Requirement: Take the entries that follow and return exactly the lines from the one holding "if let Ok(resolved)" through the one holding "URLs different pages.", both included. Nothing else is needed.

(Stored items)
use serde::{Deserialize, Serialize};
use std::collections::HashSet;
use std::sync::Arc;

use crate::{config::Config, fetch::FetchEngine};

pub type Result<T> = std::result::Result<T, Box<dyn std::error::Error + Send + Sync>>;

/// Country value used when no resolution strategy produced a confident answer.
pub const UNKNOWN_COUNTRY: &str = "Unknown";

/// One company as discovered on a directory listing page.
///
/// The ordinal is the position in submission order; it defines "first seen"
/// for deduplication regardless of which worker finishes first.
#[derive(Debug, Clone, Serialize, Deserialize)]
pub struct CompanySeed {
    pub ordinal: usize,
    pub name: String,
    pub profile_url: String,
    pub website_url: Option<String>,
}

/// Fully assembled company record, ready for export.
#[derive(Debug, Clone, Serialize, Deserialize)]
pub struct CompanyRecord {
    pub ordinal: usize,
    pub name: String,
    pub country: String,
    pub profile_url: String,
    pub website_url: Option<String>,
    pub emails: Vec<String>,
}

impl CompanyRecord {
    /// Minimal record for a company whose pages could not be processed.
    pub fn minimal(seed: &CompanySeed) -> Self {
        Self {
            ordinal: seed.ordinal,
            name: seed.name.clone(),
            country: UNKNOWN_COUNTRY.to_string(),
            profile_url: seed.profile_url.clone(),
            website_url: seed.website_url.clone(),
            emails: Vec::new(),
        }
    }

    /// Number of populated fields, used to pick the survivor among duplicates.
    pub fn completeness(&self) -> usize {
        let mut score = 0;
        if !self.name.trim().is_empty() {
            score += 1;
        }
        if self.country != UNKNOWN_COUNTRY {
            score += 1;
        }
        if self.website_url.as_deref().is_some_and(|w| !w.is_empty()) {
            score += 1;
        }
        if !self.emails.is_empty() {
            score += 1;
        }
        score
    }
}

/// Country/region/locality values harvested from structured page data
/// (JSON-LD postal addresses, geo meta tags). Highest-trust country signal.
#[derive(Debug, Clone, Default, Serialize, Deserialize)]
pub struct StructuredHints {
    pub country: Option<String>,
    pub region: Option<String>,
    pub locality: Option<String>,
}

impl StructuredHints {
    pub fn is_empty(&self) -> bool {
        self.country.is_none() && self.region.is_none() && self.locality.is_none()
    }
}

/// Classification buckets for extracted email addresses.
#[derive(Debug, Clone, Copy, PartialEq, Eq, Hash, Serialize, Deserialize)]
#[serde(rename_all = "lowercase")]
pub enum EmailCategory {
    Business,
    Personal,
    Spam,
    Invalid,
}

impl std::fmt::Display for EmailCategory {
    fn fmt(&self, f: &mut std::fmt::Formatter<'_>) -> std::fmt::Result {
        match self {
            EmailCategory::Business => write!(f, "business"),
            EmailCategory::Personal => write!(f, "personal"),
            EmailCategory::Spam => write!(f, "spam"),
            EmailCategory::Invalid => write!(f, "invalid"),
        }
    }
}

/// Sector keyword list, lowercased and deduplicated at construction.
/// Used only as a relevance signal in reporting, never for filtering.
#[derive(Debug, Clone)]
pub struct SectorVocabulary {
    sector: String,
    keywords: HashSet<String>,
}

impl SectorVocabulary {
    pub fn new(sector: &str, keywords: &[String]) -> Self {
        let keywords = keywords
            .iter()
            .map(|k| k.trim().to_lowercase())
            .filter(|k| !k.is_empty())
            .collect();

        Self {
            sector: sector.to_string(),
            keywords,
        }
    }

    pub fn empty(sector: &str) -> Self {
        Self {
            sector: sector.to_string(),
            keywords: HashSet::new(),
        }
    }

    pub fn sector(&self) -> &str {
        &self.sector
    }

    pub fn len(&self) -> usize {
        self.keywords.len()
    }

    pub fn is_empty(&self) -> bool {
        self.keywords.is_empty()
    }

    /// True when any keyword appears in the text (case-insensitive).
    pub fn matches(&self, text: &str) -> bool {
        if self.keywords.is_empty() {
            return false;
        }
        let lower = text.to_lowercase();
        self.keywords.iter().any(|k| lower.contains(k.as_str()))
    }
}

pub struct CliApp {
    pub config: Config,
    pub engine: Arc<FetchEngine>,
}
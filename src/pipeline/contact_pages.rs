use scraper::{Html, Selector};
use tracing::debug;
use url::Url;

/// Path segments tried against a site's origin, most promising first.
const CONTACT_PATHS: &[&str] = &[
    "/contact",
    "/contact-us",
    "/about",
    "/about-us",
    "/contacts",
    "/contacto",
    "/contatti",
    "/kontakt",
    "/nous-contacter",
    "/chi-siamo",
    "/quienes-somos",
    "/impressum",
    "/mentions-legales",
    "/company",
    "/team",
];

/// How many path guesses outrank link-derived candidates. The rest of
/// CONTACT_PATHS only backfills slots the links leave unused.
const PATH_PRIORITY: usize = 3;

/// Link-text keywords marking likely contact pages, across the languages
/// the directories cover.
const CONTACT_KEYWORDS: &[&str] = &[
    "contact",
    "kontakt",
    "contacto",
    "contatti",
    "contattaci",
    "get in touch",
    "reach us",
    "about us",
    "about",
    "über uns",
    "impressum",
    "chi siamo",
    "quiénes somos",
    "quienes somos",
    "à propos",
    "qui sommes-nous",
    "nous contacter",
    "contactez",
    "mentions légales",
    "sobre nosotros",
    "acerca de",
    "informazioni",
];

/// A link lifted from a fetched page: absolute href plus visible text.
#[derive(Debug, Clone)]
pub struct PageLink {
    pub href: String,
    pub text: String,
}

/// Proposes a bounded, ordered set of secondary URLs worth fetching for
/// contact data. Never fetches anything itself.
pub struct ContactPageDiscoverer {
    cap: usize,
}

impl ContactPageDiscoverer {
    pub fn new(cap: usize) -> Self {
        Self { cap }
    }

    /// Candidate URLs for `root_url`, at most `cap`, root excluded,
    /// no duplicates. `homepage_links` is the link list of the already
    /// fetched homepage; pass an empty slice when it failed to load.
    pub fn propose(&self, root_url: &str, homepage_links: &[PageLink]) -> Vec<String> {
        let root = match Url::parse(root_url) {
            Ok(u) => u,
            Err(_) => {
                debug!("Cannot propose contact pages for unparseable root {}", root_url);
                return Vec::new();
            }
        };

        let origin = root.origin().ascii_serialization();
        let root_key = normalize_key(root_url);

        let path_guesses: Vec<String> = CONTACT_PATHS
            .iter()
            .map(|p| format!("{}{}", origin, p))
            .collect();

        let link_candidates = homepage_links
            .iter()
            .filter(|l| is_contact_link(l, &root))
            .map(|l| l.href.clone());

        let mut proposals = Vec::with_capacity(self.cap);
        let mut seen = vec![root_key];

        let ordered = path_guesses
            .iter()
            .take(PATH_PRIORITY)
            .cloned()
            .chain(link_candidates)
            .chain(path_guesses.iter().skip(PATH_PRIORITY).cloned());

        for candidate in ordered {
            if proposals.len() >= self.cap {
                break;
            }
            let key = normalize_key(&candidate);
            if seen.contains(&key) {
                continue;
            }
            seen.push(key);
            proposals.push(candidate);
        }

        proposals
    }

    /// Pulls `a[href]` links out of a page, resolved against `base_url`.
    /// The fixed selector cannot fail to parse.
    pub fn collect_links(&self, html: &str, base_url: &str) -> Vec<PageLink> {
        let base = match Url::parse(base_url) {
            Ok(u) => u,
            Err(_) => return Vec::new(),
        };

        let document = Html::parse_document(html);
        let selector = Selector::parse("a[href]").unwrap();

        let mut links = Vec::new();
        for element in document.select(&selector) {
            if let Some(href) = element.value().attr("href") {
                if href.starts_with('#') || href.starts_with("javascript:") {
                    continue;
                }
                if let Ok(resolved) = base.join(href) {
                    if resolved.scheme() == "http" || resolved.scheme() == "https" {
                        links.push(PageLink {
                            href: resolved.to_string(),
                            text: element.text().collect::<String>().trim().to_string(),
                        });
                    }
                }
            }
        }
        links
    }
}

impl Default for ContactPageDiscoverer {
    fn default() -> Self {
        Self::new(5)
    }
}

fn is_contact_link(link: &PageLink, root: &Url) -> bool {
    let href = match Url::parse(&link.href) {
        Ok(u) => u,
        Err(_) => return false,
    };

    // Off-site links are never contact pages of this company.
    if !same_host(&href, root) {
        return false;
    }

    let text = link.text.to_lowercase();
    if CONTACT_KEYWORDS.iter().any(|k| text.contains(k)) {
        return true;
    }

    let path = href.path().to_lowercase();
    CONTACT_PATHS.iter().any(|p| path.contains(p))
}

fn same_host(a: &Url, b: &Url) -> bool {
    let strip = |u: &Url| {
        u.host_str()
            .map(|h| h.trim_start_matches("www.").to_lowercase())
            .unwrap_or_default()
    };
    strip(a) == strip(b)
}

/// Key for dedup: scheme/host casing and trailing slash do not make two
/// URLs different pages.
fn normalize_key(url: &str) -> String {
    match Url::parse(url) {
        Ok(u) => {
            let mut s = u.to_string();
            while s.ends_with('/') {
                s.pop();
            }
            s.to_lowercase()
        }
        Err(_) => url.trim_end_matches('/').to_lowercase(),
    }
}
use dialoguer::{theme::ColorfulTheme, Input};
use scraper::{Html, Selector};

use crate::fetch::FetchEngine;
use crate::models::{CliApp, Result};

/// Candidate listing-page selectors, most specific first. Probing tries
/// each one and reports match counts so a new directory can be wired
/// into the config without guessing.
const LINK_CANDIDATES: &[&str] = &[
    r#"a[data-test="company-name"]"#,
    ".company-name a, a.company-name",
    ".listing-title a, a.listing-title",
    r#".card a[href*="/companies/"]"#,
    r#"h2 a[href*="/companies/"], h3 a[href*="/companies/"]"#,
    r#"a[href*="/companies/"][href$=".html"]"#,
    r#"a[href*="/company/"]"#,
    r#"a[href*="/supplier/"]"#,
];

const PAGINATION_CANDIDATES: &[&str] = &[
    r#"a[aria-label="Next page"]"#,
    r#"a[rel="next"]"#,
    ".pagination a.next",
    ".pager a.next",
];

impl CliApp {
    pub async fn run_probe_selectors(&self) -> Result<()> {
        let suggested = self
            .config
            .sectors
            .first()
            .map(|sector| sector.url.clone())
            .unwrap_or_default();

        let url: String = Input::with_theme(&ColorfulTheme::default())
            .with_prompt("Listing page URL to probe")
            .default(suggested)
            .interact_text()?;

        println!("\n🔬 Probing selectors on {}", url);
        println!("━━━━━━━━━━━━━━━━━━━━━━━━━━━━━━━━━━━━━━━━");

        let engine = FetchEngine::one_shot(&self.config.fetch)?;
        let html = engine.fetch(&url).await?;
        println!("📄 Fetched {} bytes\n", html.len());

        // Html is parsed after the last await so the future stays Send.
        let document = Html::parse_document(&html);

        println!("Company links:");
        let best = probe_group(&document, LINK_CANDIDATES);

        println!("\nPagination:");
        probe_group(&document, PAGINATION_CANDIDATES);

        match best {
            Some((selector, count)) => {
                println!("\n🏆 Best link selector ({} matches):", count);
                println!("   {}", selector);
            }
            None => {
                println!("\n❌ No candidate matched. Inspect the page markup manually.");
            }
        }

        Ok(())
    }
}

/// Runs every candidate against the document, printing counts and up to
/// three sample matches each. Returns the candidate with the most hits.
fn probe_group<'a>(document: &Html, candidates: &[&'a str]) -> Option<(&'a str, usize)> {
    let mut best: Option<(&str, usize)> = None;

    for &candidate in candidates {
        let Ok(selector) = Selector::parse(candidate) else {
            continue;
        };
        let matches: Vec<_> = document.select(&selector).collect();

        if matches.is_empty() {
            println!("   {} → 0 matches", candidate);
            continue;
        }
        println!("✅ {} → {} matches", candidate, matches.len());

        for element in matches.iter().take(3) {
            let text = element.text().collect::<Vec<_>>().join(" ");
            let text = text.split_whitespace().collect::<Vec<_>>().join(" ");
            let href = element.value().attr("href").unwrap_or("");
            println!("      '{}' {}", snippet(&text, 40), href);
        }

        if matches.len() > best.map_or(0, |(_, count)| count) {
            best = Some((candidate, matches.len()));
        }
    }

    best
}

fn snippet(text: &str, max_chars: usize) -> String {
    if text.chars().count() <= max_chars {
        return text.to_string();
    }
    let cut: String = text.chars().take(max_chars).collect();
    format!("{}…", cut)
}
...
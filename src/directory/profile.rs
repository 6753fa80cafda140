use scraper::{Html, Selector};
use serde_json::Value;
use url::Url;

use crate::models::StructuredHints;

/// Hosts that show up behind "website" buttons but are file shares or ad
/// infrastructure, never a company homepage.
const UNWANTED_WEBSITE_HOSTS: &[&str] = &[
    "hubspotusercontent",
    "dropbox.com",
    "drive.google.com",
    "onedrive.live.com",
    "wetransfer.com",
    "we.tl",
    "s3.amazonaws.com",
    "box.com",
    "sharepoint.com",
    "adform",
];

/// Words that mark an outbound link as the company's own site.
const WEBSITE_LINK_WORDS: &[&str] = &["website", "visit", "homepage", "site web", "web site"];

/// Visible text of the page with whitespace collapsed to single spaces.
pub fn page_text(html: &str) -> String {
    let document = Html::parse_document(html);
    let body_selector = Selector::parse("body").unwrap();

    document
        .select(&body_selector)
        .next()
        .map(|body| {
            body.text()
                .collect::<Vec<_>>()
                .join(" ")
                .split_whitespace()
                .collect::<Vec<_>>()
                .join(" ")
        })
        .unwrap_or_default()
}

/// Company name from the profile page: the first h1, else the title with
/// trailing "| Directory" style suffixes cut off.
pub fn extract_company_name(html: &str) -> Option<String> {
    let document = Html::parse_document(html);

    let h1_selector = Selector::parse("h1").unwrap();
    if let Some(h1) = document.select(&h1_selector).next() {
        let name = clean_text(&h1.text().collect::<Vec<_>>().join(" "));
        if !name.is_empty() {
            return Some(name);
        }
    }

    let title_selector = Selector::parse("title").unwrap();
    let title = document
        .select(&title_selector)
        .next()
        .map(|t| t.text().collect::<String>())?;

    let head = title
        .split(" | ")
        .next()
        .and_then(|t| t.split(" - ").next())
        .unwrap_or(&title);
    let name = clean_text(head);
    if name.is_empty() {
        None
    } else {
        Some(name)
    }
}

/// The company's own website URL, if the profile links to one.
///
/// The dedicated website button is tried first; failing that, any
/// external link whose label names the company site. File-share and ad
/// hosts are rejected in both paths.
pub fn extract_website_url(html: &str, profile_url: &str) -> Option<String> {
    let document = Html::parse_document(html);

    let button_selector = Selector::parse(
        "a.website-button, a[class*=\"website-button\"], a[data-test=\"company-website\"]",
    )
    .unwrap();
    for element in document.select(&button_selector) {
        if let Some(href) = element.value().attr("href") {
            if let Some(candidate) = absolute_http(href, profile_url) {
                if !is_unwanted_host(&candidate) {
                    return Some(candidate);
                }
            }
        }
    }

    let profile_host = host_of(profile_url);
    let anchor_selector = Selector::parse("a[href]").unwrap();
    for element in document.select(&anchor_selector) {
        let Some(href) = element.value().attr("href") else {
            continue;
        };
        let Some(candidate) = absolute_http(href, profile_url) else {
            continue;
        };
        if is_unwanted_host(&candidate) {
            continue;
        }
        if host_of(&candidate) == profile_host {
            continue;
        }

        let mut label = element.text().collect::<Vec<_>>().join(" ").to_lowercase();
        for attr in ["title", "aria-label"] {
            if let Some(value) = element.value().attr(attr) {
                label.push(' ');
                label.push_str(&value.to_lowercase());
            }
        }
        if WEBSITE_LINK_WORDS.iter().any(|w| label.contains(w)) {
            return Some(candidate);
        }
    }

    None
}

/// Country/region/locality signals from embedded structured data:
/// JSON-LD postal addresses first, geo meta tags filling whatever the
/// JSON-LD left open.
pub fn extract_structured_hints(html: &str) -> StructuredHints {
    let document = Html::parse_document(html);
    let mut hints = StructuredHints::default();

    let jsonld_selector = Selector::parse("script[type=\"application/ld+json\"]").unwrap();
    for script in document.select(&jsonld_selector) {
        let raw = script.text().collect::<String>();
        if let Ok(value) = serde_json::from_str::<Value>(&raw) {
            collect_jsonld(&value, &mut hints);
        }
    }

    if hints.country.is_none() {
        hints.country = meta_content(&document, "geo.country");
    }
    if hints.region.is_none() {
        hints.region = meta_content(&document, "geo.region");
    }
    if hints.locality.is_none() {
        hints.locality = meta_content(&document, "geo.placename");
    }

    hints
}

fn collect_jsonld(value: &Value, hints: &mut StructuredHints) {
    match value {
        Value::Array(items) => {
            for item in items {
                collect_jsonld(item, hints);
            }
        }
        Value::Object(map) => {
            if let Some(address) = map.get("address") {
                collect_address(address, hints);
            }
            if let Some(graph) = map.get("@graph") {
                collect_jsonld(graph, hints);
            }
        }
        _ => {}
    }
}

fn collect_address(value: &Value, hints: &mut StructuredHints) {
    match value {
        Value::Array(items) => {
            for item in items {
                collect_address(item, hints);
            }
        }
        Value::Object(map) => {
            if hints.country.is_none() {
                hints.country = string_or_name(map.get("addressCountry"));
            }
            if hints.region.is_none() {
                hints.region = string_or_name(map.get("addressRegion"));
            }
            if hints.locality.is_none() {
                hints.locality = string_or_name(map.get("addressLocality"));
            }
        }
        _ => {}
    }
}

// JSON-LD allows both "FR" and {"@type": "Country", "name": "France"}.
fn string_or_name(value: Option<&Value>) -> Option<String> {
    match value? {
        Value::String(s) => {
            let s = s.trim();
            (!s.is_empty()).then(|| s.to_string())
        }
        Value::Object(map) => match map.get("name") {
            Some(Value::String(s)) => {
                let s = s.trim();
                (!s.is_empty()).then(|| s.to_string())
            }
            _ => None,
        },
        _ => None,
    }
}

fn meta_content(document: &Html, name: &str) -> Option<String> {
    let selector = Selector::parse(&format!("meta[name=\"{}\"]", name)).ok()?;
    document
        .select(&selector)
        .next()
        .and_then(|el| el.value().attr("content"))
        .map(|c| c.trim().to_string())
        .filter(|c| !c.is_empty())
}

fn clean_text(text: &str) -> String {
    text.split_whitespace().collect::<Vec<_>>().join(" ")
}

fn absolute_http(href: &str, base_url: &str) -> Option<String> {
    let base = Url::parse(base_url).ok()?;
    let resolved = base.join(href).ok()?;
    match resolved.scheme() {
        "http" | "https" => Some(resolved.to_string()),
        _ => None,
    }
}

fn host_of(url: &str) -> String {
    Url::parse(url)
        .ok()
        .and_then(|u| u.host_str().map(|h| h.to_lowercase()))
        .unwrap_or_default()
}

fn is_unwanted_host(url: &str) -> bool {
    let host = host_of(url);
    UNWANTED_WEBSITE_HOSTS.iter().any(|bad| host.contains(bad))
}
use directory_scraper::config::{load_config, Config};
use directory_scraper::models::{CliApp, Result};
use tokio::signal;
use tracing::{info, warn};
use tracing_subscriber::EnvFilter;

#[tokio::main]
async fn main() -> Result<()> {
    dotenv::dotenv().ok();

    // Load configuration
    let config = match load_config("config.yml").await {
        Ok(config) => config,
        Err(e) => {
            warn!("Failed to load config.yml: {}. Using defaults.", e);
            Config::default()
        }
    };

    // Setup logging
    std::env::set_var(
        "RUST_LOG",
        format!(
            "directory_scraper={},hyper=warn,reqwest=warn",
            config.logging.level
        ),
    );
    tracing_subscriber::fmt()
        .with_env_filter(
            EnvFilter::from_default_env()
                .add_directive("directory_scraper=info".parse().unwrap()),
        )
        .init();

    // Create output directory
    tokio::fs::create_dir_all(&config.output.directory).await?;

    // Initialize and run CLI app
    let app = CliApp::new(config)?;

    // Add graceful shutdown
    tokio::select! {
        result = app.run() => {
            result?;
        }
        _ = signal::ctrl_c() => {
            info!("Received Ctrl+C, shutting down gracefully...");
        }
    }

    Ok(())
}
* * *
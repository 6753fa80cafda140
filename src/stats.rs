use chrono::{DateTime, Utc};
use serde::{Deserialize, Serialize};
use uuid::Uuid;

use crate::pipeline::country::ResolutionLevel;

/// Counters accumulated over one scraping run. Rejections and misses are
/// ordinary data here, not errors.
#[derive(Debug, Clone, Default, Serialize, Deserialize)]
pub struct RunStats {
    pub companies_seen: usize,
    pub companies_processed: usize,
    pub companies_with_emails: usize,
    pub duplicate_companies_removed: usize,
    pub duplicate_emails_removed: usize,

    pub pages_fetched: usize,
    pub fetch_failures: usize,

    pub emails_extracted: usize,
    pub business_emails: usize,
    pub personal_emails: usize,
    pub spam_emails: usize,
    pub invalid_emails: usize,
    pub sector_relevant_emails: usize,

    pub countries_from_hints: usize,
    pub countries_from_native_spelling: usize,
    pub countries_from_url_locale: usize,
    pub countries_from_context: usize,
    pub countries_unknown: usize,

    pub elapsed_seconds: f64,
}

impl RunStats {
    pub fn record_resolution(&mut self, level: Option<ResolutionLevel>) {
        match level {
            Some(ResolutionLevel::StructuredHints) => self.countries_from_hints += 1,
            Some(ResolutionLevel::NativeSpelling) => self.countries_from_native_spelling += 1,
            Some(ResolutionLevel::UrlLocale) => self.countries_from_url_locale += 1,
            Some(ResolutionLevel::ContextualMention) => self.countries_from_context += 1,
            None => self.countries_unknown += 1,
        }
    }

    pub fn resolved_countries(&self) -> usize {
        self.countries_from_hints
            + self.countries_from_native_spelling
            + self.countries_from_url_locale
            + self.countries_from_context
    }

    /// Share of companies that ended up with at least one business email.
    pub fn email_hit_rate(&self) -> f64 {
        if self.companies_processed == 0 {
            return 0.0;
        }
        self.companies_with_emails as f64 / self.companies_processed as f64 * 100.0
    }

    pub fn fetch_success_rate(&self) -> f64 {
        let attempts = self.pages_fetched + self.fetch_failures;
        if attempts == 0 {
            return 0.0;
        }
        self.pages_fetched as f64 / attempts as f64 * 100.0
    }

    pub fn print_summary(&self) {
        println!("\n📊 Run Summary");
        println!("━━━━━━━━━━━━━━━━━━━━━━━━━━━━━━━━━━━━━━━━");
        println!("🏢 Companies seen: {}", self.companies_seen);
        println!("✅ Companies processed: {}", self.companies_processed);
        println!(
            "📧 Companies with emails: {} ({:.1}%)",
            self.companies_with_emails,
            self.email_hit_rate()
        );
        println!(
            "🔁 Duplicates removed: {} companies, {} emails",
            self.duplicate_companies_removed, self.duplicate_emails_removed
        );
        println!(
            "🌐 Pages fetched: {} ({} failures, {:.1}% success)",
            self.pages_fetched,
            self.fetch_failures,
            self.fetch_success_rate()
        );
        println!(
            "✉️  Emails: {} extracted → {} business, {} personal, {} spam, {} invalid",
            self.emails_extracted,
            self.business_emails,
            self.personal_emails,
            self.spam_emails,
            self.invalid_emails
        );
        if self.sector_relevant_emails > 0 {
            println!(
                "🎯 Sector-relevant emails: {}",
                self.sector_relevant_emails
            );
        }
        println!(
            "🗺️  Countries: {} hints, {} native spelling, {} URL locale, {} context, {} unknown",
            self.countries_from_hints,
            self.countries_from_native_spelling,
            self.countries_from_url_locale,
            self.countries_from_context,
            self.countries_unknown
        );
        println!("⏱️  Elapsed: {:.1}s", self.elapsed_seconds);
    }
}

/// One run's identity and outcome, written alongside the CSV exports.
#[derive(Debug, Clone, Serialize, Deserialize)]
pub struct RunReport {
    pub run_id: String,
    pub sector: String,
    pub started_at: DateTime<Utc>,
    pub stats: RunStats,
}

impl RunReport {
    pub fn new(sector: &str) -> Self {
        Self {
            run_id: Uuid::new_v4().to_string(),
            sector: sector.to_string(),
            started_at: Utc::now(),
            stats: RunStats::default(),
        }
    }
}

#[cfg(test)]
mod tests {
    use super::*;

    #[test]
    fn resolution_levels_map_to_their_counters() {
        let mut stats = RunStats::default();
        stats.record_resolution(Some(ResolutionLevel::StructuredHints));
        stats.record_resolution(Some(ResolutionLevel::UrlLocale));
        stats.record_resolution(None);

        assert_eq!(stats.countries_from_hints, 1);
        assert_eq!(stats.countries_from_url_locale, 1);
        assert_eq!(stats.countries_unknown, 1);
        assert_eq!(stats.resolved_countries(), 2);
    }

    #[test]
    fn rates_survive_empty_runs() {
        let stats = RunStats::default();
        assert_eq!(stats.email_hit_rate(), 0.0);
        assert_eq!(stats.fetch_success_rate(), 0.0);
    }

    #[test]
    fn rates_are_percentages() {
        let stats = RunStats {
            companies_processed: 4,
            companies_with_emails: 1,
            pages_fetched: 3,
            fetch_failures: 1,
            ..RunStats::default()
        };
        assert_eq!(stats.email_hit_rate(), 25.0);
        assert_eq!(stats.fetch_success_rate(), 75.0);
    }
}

Output of the task:
                if let Ok(resolved) = base.join(href) {
                    if resolved.scheme() == "http" || resolved.scheme() == "https" {
                        links.push(PageLink {
                            href: resolved.to_string(),
                            text: element.text().collect::<String>().trim().to_string(),
                        });
                    }
                }
            }
        }
        links
    }
}

impl Default for ContactPageDiscoverer {
    fn default() -> Self {
        Self::new(5)
    }
}

fn is_contact_link(link: &PageLink, root: &Url) -> bool {
    let href = match Url::parse(&link.href) {
        Ok(u) => u,
        Err(_) => return false,
    };

    // Off-site links are never contact pages of this company.
    if !same_host(&href, root) {
        return false;
    }

    let text = link.text.to_lowercase();
    if CONTACT_KEYWORDS.iter().any(|k| text.contains(k)) {
        return true;
    }

    let path = href.path().to_lowercase();
    CONTACT_PATHS.iter().any(|p| path.contains(p))
}

fn same_host(a: &Url, b: &Url) -> bool {
    let strip = |u: &Url| {
        u.host_str()
            .map(|h| h.trim_start_matches("www.").to_lowercase())
            .unwrap_or_default()
    };
    strip(a) == strip(b)
}

/// Key for dedup: scheme/host casing and trailing slash do not make two
/// URLs different pages.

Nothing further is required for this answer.